The Commission cannot be held responsible for any loss, injury
or damage caused to third parties as a result of the re-use. The
re-user shall bear sole responsibility for the re-use of the data
collection, the structured elements it contains and the software.
Re-use must not mislead third parties in respect of the contents
of the database and the structured elements it contains, it’s
the source of the contents or the date of the last update thereto.
This disclaimer is not intended to limit the liability of the
Commission in violation of any requirements laid down in applicable
national law or to exclude its liability in cases where this is
not permitted by the applicable law.
IV. Definitions
Definitions of terms used by the Commission Decision of 12 December
2012 on the re-use of Commission documents, published in Official
Journal of the European Union L330 of 14 December 2012, pages
39 to 42, are supplemented by the following definitions:
Re-user: Any natural or legal person who re-uses
the documents, in accordance with the conditions laid down in
the Commission Decision of 12 December 2012 on the re-use of Commission
documents, published in Official Journal of the European Union
L330 of 14 December 2011, pages 39 to 42.
Databases: A collection of independent works,
data or other materials arranged in a systematic or methodical
way and individually accessible by electronic means or in any
other way.
The first version of the JRC-Acquis
(a multilingual full-text parallel corpus with sentence alignments
for 231 language pairs) was released in 2006. The first version
of the DGT-TM was released in 2007. The two resources are broadly
similar in nature as they are both based on the Acquis Communautaire,
but they are not identical and can both serve different purposes.
The main differences are the following:
- The collection of documents of both resources
should mostly be the same, but they are not identical as both
resources were collected in different ways.
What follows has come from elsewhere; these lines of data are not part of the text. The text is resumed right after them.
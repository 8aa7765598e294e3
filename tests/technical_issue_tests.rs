use vivagrade::{
    InterviewMetrics, ReasonTag, Recommendation, SessionCategory, SessionStatus,
    grade::{classify::classify_technical_issue, score::score_completion},
};

fn metrics(elapsed: f64, expected: f64, words: usize, chars: usize, turns: usize) -> InterviewMetrics {
    InterviewMetrics::builder()
        .elapsed_seconds(elapsed)
        .expected_seconds(expected)
        .transcript_char_count(chars)
        .transcript_word_count(words)
        .candidate_turn_count(turns)
        .session_category(SessionCategory::General)
        .build()
}

#[test]
fn connection_failure_short_circuits() {
    let m = metrics(5.0, 600.0, 3, 12, 0);

    let result = vivagrade::grade(&m, None).expect("grade connection-failure session");

    assert_eq!(result.status, SessionStatus::TechnicalIssue);
    assert_eq!(result.reason_tag, Some(ReasonTag::ConnectionFailed));
    assert_eq!(result.score, 0);
    assert_eq!(result.recommendation, Recommendation::Retry);
    assert!(!result.improvements.is_empty());
    assert!(result.strengths.is_empty());
}

#[test]
fn microphone_issue_detected_when_no_turns_registered() {
    let m = metrics(40.0, 600.0, 15, 70, 0);

    let result = vivagrade::grade(&m, None).expect("grade microphone-issue session");

    assert_eq!(result.status, SessionStatus::TechnicalIssue);
    assert_eq!(result.reason_tag, Some(ReasonTag::MicrophoneIssue));
    assert_eq!(result.reason_tag.unwrap().to_string(), "microphone_issue");
    assert_eq!(result.score, 0);
}

#[test]
fn early_disconnection_detected_after_real_participation() {
    let m = metrics(18.0, 600.0, 12, 60, 2);

    let result = vivagrade::grade(&m, None).expect("grade early-disconnection session");

    assert_eq!(result.status, SessionStatus::TechnicalIssue);
    assert_eq!(result.reason_tag, Some(ReasonTag::EarlyDisconnection));
    assert_eq!(result.recommendation, Recommendation::Retry);
}

#[test]
fn first_matching_check_wins() {
    // Matches both the connection-failure and microphone checks; the
    // connection-failure check is ordered first.
    let m = metrics(12.0, 600.0, 0, 0, 0);

    assert_eq!(classify_technical_issue(&m), Some(ReasonTag::ConnectionFailed));
}

#[test]
fn healthy_session_is_not_classified() {
    let m = metrics(300.0, 600.0, 500, 2500, 8);

    assert_eq!(classify_technical_issue(&m), None);
}

#[test]
fn scorer_output_is_never_consulted_for_technical_issues() {
    // A session the scorer would rate well, were it consulted.
    let m = metrics(40.0, 60.0, 100, 600, 0);

    let breakdown = score_completion(&m, None);
    assert!(breakdown.final_score > 0);

    let result = vivagrade::grade(&m, None).expect("grade despite scoreable telemetry");
    assert_eq!(result.status, SessionStatus::TechnicalIssue);
    assert_eq!(result.score, 0);
}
Neither of the resources
is exactly equivalent to the Acquis Communautaire.
The criteria for the collection of the JRC-Acquis were rather
loose (all documents were collected which were available in
at least ten languages, including at least three 'new' EU languages),
so the JRC-Acquis is bigger for the years both resources cover.
- The DGT Translation Memory is a collection of translation
units, from which the full text cannot be reproduced. The JRC-Acquis
is mostly a collection of full texts with additional information
on which sentences are aligned with each other.
- Most JRC-Acquis documents are accompanied by information on
the manually assigned EuroVoc
subject domain classes so that the JRC-Acquis can also be used
to train automatic multi-label classification software.
- Different methods and tools were used in cleaning
and pre-processing the texts.
The distribution consists of a collection of zip
files (see below), each not larger than 100 MB. Each zip file
contains tmx-files identified by the EUR-Lex number of the underlying
Acquis Communautaire documents and a file list in txt
specifying the languages in which the documents are available.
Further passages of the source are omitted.